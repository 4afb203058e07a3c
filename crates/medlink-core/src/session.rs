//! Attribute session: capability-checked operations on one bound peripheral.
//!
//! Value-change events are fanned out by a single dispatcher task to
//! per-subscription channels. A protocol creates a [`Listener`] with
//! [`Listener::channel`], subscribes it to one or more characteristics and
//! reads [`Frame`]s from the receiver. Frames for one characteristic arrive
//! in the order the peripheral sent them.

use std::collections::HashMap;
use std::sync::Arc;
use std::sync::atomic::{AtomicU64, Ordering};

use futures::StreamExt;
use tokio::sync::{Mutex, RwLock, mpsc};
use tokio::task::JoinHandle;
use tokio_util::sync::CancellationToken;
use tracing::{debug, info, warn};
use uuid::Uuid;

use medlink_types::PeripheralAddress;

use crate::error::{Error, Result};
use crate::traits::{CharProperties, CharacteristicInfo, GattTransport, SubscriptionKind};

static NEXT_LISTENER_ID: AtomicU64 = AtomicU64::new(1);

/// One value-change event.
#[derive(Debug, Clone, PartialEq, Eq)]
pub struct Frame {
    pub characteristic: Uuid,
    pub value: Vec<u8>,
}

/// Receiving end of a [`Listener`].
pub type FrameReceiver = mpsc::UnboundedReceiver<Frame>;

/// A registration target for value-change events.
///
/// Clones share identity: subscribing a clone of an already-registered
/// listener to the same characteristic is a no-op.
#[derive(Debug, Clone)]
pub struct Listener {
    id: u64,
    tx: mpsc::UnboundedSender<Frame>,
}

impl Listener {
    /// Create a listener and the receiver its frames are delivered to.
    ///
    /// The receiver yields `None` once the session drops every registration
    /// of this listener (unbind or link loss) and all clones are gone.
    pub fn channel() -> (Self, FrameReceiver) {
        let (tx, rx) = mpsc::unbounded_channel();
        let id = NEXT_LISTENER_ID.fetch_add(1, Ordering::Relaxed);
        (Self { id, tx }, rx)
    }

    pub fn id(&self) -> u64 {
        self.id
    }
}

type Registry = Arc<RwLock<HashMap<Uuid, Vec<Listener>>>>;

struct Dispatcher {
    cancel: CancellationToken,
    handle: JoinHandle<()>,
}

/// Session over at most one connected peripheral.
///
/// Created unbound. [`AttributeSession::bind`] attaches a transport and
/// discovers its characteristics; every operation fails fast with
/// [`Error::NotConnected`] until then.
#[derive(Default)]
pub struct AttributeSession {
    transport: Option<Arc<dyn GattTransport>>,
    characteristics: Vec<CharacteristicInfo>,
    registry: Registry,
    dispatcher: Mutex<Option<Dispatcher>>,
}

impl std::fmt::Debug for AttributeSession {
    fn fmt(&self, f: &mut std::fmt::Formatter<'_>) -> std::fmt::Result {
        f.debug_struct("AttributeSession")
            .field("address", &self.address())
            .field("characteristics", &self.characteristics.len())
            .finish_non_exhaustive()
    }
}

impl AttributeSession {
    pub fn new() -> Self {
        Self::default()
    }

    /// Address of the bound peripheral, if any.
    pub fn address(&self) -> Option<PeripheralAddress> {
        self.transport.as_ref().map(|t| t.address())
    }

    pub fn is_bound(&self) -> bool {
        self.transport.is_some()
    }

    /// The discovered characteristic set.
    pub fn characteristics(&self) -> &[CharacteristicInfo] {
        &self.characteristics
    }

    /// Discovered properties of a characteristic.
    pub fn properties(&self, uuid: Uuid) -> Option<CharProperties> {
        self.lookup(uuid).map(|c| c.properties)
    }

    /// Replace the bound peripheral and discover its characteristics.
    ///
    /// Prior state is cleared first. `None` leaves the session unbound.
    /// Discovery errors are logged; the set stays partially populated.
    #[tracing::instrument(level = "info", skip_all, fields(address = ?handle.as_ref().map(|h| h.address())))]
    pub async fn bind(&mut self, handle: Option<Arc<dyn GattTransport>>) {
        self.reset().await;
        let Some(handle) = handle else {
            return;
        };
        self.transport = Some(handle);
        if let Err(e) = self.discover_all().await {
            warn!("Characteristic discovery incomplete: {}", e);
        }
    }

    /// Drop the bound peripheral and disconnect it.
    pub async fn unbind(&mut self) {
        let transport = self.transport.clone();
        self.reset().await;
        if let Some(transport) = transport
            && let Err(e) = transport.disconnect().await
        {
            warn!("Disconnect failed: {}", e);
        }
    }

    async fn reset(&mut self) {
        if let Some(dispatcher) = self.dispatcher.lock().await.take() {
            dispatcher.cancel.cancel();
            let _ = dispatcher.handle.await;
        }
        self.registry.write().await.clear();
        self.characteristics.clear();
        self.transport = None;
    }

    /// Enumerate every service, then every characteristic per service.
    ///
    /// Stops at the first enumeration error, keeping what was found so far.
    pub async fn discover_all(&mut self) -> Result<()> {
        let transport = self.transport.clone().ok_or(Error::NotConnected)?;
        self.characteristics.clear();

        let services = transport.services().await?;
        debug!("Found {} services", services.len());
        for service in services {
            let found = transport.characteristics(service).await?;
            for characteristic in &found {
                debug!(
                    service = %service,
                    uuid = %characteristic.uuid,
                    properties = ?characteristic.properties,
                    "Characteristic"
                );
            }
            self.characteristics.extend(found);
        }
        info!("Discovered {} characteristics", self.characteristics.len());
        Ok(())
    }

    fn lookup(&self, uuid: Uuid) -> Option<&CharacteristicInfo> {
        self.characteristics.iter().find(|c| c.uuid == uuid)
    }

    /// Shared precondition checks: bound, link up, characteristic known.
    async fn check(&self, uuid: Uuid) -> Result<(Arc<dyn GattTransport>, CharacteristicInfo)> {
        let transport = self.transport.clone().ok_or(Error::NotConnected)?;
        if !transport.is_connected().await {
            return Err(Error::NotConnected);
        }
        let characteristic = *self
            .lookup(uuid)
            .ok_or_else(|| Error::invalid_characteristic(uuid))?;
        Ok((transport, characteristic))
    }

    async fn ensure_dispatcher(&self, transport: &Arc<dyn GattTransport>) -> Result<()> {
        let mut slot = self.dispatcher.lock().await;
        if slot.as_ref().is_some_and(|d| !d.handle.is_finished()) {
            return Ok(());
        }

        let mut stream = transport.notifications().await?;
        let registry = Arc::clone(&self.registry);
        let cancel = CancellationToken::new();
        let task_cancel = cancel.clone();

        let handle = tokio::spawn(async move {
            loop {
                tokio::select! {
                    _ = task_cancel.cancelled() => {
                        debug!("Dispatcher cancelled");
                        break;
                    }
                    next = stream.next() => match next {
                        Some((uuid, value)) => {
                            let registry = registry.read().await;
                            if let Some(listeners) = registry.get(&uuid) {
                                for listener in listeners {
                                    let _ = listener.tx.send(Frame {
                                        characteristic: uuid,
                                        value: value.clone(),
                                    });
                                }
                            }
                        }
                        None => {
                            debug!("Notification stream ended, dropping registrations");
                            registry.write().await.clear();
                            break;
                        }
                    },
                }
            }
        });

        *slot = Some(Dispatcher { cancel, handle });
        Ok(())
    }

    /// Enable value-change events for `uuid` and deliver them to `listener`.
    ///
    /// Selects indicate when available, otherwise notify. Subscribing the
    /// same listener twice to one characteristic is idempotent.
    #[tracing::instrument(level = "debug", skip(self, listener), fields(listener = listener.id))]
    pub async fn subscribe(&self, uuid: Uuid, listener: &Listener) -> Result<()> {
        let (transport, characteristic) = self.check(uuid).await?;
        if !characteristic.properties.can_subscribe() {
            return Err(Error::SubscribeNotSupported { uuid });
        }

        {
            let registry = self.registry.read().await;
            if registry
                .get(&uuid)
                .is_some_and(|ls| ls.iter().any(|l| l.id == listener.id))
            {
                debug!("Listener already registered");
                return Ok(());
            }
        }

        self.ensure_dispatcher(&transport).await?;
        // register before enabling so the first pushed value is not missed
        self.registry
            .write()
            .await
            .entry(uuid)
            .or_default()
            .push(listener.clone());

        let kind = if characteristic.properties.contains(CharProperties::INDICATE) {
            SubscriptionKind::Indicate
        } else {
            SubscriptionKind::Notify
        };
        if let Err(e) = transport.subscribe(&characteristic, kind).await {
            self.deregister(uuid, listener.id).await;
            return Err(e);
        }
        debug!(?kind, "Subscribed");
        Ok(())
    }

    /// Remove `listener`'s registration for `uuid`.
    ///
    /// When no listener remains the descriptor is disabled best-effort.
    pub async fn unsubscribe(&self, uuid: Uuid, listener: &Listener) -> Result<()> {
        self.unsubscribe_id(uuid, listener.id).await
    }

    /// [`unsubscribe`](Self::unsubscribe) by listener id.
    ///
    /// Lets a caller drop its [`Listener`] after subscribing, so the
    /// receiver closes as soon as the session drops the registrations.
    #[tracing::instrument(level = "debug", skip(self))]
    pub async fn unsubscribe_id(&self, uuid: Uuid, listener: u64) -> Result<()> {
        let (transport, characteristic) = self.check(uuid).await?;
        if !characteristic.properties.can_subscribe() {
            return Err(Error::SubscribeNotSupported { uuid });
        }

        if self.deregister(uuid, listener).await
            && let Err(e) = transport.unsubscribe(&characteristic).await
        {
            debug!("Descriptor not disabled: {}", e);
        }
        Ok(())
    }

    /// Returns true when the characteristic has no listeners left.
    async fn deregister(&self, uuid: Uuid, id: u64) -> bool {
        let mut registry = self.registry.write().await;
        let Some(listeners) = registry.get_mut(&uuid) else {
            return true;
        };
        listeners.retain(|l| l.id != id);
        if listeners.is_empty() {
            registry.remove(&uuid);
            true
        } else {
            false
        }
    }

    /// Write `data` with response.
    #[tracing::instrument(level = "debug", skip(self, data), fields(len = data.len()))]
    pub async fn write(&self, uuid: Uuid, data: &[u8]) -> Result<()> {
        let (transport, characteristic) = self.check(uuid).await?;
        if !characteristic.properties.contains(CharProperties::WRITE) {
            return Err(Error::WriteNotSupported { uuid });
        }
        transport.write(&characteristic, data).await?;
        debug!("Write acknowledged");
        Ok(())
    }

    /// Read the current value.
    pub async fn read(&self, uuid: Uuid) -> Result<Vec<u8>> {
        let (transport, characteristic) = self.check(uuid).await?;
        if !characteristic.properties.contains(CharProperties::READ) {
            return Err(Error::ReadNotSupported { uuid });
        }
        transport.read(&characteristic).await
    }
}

-.-.-

### What the exercise asks
Report all lines above with "contains".

### Answer to the problem
        let kind = if characteristic.properties.contains(CharProperties::INDICATE) {
        if !characteristic.properties.contains(CharProperties::WRITE) {
        if !characteristic.properties.contains(CharProperties::READ) {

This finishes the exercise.